Chronique

Mathias Eick

When We Leave

Mathias Eick (tp, keyb, voc), Håkon Aase (vln, perc), Andreas Ulvo (p), Audun Erlien (b), Torstein Lofthus (dm), Helge Andreas Norbakken (dm, perc), Stian Carstensen (pedal steel guitar)

Label / Distribution : ECM

Passées les traditionnelles cinq secondes de silence qui ouvrent ce disque du label munichois, la musique se fait jour. Le climat éthéré qui s’est installé n’étonne alors aucunement. L’ambiance générale est rapidement identifiable. Comme pour bon nombre de productions ECM [1], les compositions et le climat instauré par la formation réunie autour du trompettiste norvégien Mathias Eick imposent la vision d’un grand nord vaporeux. La musique reste prévisible mais l’art de la mélodie prime, comme pour faire resurgir avec subtilité le phrasé du trompettiste qui vise une pureté harmonique sans faille - et l’on sait combien il est difficile de jouer peu de notes tout en gardant une force évocatrice. Il faut noter l’influence sous-jacente de Kenny Wheeler, de même que le climat historique du groupe Codona qui ressurgit par instants.

Le violon de Håkon Aase répond à la trompette de manière minimaliste sans viser à des envolées démonstratives : on est dans la retenue constante et le jeu du pianiste Andreas Ulvo n’y échappe pas. La guitare de Stian Carstensen apparaît plutôt de façon nuancée, avec une réverbération qui nous renvoie aux couleurs spécifiques de l’immense Bill Frisell. Les compositions excluent toute forme dramatique, seule prime une recherche chromatique équilibrée, la contemporanéité avançant alors à petits pas. La trame musicale est rassurante et y apparaît comme une réconciliation avec ce qu’il y a de plus profond en l’être humain, comme une ode à la vie.

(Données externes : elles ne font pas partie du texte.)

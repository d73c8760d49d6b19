//! Feed configuration.

use crate::error::FeedError;
use serde::{Deserialize, Serialize};
use std::time::Duration;

/// One upstream endpoint.
#[derive(Clone, Debug, PartialEq, Serialize, Deserialize)]
pub struct FeedSpec {
    /// Name used in logs and errors.
    pub name: String,
    /// URL returning a JSON document.
    pub url: String,
    /// JSON pointer (RFC 6901) to the price, e.g. `/data/amount`.
    pub pointer: String,
}

impl FeedSpec {
    /// Creates a feed specification.
    pub fn new(name: impl Into<String>, url: impl Into<String>, pointer: impl Into<String>) -> Self {
        Self {
            name: name.into(),
            url: url.into(),
            pointer: pointer.into(),
        }
    }
}

/// Settings for [`ReconciledPriceSource`](crate::ReconciledPriceSource).
#[derive(Clone, Debug, PartialEq, Serialize, Deserialize)]
#[serde(default)]
pub struct FeedsConfig {
    /// Redundant feeds quoting the same pair.
    pub feeds: Vec<FeedSpec>,
    /// Per-feed request timeout.
    pub request_timeout_secs: u64,
    /// Quotes further than this from the median (in percent) are dropped.
    pub max_deviation_pct: f64,
}

impl Default for FeedsConfig {
    fn default() -> Self {
        Self {
            feeds: vec![
                FeedSpec::new(
                    "coinbase",
                    "https://api.coinbase.com/v2/prices/BTC-USD/spot",
                    "/data/amount",
                ),
                FeedSpec::new(
                    "kraken",
                    "https://api.kraken.com/0/public/Ticker?pair=XBTUSD",
                    "/result/XXBTZUSD/c/0",
                ),
                FeedSpec::new(
                    "bitstamp",
                    "https://www.bitstamp.net/api/v2/ticker/btcusd/",
                    "/last",
                ),
            ],
            request_timeout_secs: 5,
            max_deviation_pct: 2.0,
        }
    }
}

impl FeedsConfig {
    /// Rejects an empty feed list and non-positive limits.
    pub fn validate(&self) -> Result<(), FeedError> {
        if self.feeds.is_empty() {
            return Err(FeedError::Config("at least one feed is required".into()));
        }
        if self.request_timeout_secs == 0 {
            return Err(FeedError::Config("request_timeout_secs must be at least 1".into()));
        }
        if !(self.max_deviation_pct.is_finite() && self.max_deviation_pct > 0.0) {
            return Err(FeedError::Config(format!(
                "max_deviation_pct must be positive, got {}",
                self.max_deviation_pct
            )));
        }
        for feed in &self.feeds {
            if !feed.pointer.is_empty() && !feed.pointer.starts_with('/') {
                return Err(FeedError::Config(format!(
                    "pointer for '{}' must start with '/'",
                    feed.name
                )));
            }
        }
        Ok(())
    }

    /// Per-feed timeout.
    pub fn request_timeout(&self) -> Duration {
        Duration::from_secs(self.request_timeout_secs)
    }
}

#[cfg(test)]
mod tests {
    use super::*;

    #[test]
    fn test_default_has_three_feeds() {
        let config = FeedsConfig::default();
        assert_eq!(config.feeds.len(), 3);
        assert!(config.validate().is_ok());
    }

    #[test]
    fn test_toml_overrides() {
        let config: FeedsConfig = toml::from_str(
            r#"
            max_deviation_pct = 1.5

            [[feeds]]
            name = "local"
            url = "http://127.0.0.1:9000/price"
            pointer = "/price"
            "#,
        )
        .unwrap();
        assert_eq!(config.feeds.len(), 1);
        assert_eq!(config.request_timeout_secs, 5);
        assert_eq!(config.max_deviation_pct, 1.5);
    }

    #[test]
    fn test_validate_rejects_bad_values() {
        let mut config = FeedsConfig::default();
        config.feeds.clear();
        assert!(config.validate().is_err());

        let mut config = FeedsConfig::default();
        config.feeds[0].pointer = "data/amount".into();
        assert!(config.validate().is_err());

        let config = FeedsConfig {
            max_deviation_pct: 0.0,
            ..FeedsConfig::default()
        };
        assert!(config.validate().is_err());
    }
}
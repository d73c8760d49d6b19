//! Route modules for the forecast gateway
//!
//! - health: health check and readiness
//! - forecast: overview, simulation runs and run history

pub mod forecast;
pub mod health;

use axum::Router;
use pricer_forecast::ForecastEngine;
use std::sync::Arc;
use tower_http::trace::TraceLayer;

use crate::config::ServerConfig;

/// Application state shared across all handlers
#[derive(Clone)]
pub struct AppState {
    /// Gateway configuration
    pub config: Arc<ServerConfig>,
    /// Simulation engine
    pub engine: ForecastEngine,
    /// Server start time for uptime calculation
    pub start_time: std::time::Instant,
}

impl AppState {
    /// Create a new AppState
    pub fn new(config: Arc<ServerConfig>, engine: ForecastEngine) -> Self {
        Self {
            config,
            engine,
            start_time: std::time::Instant::now(),
        }
    }
}

/// Build the main application router by merging all route modules
pub fn build_router(config: Arc<ServerConfig>, engine: ForecastEngine) -> Router {
    let state = AppState::new(config, engine);

    Router::new()
        .merge(health::routes())
        .merge(forecast::routes())
        .layer(TraceLayer::new_for_http())
        .with_state(state)
}
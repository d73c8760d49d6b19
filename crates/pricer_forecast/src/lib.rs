//! # Pricer Forecast (P: Simulation Engine)
//!
//! Batched Monte Carlo forecasting of a single asset price, with an
//! append-only run history.
//!
//! ## Components
//!
//! - [`sampler`]: multiplicative daily-shock random walk whose terminal
//!   log-return dispersion equals the requested volatility for any horizon
//! - [`pool`]: bounded Rayon worker pool executing one batch per job
//! - [`batch`]: batch partitioning and sequence-ordered merging
//! - [`stats`]: lowest/highest/average/target and percentage changes
//! - [`store`]: summary ledger plus one raw output file per run
//! - [`cache`]: single-slot latest overview
//! - [`engine`]: the orchestrator tying the above together, single-flight
//! - [`scheduler`]: periodic run trigger
//!
//! ## Usage Example
//!
//! ```rust,no_run
//! use pricer_forecast::{EngineConfig, FixedPriceSource, ForecastEngine};
//! use std::sync::Arc;
//!
//! # async fn example() -> Result<(), pricer_forecast::ForecastError> {
//! let engine = ForecastEngine::open(
//!     EngineConfig::default(),
//!     Arc::new(FixedPriceSource::new(50_000.0)),
//! )?;
//!
//! let snapshot = engine.run_simulation(engine.default_request()).await?;
//! println!("target {:.2}", snapshot.overview.target.value);
//!
//! for run in engine.list_runs().await? {
//!     println!("#{} average {:.2}", run.run_id, run.average);
//! }
//! # Ok(())
//! # }
//! ```

#![warn(missing_docs)]
#![deny(rustdoc::broken_intra_doc_links)]

pub mod batch;
pub mod cache;
pub mod config;
pub mod engine;
pub mod error;
pub mod pool;
pub mod request;
pub mod rng;
pub mod sampler;
pub mod scheduler;
pub mod source;
pub mod stats;
pub mod store;

pub use cache::{OverviewCache, OverviewSnapshot, RunDetails};
pub use config::EngineConfig;
pub use engine::{ForecastEngine, OverviewReport, RunOutcome, RunStatus};
pub use error::{ForecastError, ForecastErrorKind};
pub use request::SimulationRequest;
pub use scheduler::spawn_scheduler;
pub use source::{FixedPriceSource, PriceSource};
pub use stats::{Overview, PricePoint, RunStatistics};
pub use store::{RunLookup, RunSummary};

/// Crate version.
pub const VERSION: &str = env!("CARGO_PKG_VERSION");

Au terme de l’album surgit la voix de Mathias Eick entourée par les instrumentistes qui égrènent des notes avec ce final en forme de requiem. Tout cela intériorise encore un peu plus le propos musical de When We Leave qui vise à une frontière abolie entre jazz et folk.

par Mario Borroni // Publié le 22 janvier 2023
P.-S. :

[1Il faut néanmoins relativiser : n’oublions pas que Manfred Eicher a produit des albums débordants d’énergie, de l’Art Ensemble of Chicago à Jack DeJohnette en passant par Sam Rivers.